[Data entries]
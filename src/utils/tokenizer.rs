use unicode_segmentation::{UnicodeSegmentation, UnicodeWords};

/// Maximum term length to keep, in chars.
/// Longer words are almost always base64 blobs, hashes or hex dumps.
const MAX_TERM_LENGTH: usize = 255;

/// Position of a token within a document's token stream
pub type Position = u32;

/// A normalized term together with its position in the token stream
#[derive(Debug, Clone, PartialEq, Eq)]
pub struct Token {
    pub term: String,
    pub position: Position,
}

/// Lazy token stream over a piece of text.
///
/// Words are split on Unicode word boundaries (UAX #29) and lowercased.
/// Positions start at 0 and increase by one for every emitted token, so
/// skipped words never leave gaps. The stream is restartable by calling
/// [`tokenize`] again on the same text.
pub struct Tokens<'a> {
    words: UnicodeWords<'a>,
    next_position: Position,
}

impl Iterator for Tokens<'_> {
    type Item = Token;

    fn next(&mut self) -> Option<Token> {
        for word in self.words.by_ref() {
            if word.chars().nth(MAX_TERM_LENGTH).is_some() {
                continue;
            }

            let token = Token {
                term: word.to_lowercase(),
                position: self.next_position,
            };
            self.next_position += 1;
            return Some(token);
        }
        None
    }
}

/// Tokenize document text into positioned, normalized terms
pub fn tokenize(text: &str) -> Tokens<'_> {
    Tokens {
        words: text.unicode_words(),
        next_position: 0,
    }
}

/// Normalize a raw query fragment into the terms the indexes store.
///
/// Runs the exact same pipeline as document ingestion, so a single raw
/// token may produce zero, one or several terms.
pub fn normalize(raw: &str) -> Vec<String> {
    tokenize(raw).map(|token| token.term).collect()
}

#[cfg(test)]
mod tests {
    use super::*;

    #[test]
    fn test_positions_start_at_zero() {
        let tokens: Vec<Token> = tokenize("first second third").collect();
        assert_eq!(tokens.len(), 3);
        assert_eq!(tokens[0].position, 0);
        assert_eq!(tokens[2].term, "third");
        assert_eq!(tokens[2].position, 2);
    }

    #[test]
    fn test_lowercase_and_punctuation() {
        let terms = normalize("Hello, World! Java-Programming.");
        assert_eq!(terms, vec!["hello", "world", "java", "programming"]);
    }

    #[test]
    fn test_non_ascii_words() {
        let terms = normalize("Привіт, Світе! Ça va?");
        assert_eq!(terms, vec!["привіт", "світе", "ça", "va"]);
    }

    #[test]
    fn test_long_words_are_skipped_without_gaps() {
        let blob = "x".repeat(MAX_TERM_LENGTH + 1);
        let text = format!("before {} after", blob);
        let tokens: Vec<Token> = tokenize(&text).collect();

        assert_eq!(tokens.len(), 2);
        assert_eq!(tokens[1].term, "after");
        assert_eq!(tokens[1].position, 1);
    }

    #[test]
    fn test_length_limit_counts_chars() {
        let cyrillic = "ж".repeat(MAX_TERM_LENGTH);
        assert!(cyrillic.len() > MAX_TERM_LENGTH);
        assert_eq!(normalize(&cyrillic), vec![cyrillic.clone()]);

        let too_long = "ж".repeat(MAX_TERM_LENGTH + 1);
        assert!(normalize(&too_long).is_empty());
    }

    #[test]
    fn test_stream_is_restartable() {
        let text = "one two three";
        let first: Vec<Token> = tokenize(text).collect();
        let second: Vec<Token> = tokenize(text).collect();
        assert_eq!(first, second);
    }

    #[test]
    fn test_normalize_empty() {
        assert!(normalize("").is_empty());
        assert!(normalize("  ... !!").is_empty());
    }
}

• **YOUR ASSIGNMENT**:
This exercise calls for every record above to be written out again exactly.

• **REPLY**:
filename src/utils/tokenizer.rs
use unicode_segmentation::{UnicodeSegmentation, UnicodeWords};

/// Maximum term length to keep, in chars.
/// Longer words are almost always base64 blobs, hashes or hex dumps.
const MAX_TERM_LENGTH: usize = 255;

/// Position of a token within a document's token stream
pub type Position = u32;

/// A normalized term together with its position in the token stream
#[derive(Debug, Clone, PartialEq, Eq)]
pub struct Token {
    pub term: String,
    pub position: Position,
}

/// Lazy token stream over a piece of text.
///
/// Words are split on Unicode word boundaries (UAX #29) and lowercased.
/// Positions start at 0 and increase by one for every emitted token, so
/// skipped words never leave gaps. The stream is restartable by calling
/// [`tokenize`] again on the same text.
pub struct Tokens<'a> {
    words: UnicodeWords<'a>,
    next_position: Position,
}

impl Iterator for Tokens<'_> {
    type Item = Token;

    fn next(&mut self) -> Option<Token> {
        for word in self.words.by_ref() {
            if word.chars().nth(MAX_TERM_LENGTH).is_some() {
                continue;
            }

            let token = Token {
                term: word.to_lowercase(),
                position: self.next_position,
            };
            self.next_position += 1;
            return Some(token);
        }
        None
    }
}

/// Tokenize document text into positioned, normalized terms
pub fn tokenize(text: &str) -> Tokens<'_> {
    Tokens {
        words: text.unicode_words(),
        next_position: 0,
    }
}

/// Normalize a raw query fragment into the terms the indexes store.
///
/// Runs the exact same pipeline as document ingestion, so a single raw
/// token may produce zero, one or several terms.
pub fn normalize(raw: &str) -> Vec<String> {
    tokenize(raw).map(|token| token.term).collect()
}

#[cfg(test)]
mod tests {
    use super::*;

    #[test]
    fn test_positions_start_at_zero() {
        let tokens: Vec<Token> = tokenize("first second third").collect();
        assert_eq!(tokens.len(), 3);
        assert_eq!(tokens[0].position, 0);
        assert_eq!(tokens[2].term, "third");
        assert_eq!(tokens[2].position, 2);
    }

    #[test]
    fn test_lowercase_and_punctuation() {
        let terms = normalize("Hello, World! Java-Programming.");
        assert_eq!(terms, vec!["hello", "world", "java", "programming"]);
    }

    #[test]
    fn test_non_ascii_words() {
        let terms = normalize("Привіт, Світе! Ça va?");
        assert_eq!(terms, vec!["привіт", "світе", "ça", "va"]);
    }

    #[test]
    fn test_long_words_are_skipped_without_gaps() {
        let blob = "x".repeat(MAX_TERM_LENGTH + 1);
        let text = format!("before {} after", blob);
        let tokens: Vec<Token> = tokenize(&text).collect();

        assert_eq!(tokens.len(), 2);
        assert_eq!(tokens[1].term, "after");
        assert_eq!(tokens[1].position, 1);
    }

    #[test]
    fn test_length_limit_counts_chars() {
        let cyrillic = "ж".repeat(MAX_TERM_LENGTH);
        assert!(cyrillic.len() > MAX_TERM_LENGTH);
        assert_eq!(normalize(&cyrillic), vec![cyrillic.clone()]);

        let too_long = "ж".repeat(MAX_TERM_LENGTH + 1);
        assert!(normalize(&too_long).is_empty());
    }

    #[test]
    fn test_stream_is_restartable() {
        let text = "one two three";
        let first: Vec<Token> = tokenize(text).collect();
        let second: Vec<Token> = tokenize(text).collect();
        assert_eq!(first, second);
    }

    #[test]
    fn test_normalize_empty() {
        assert!(normalize("").is_empty());
        assert!(normalize("  ... !!").is_empty());
    }
}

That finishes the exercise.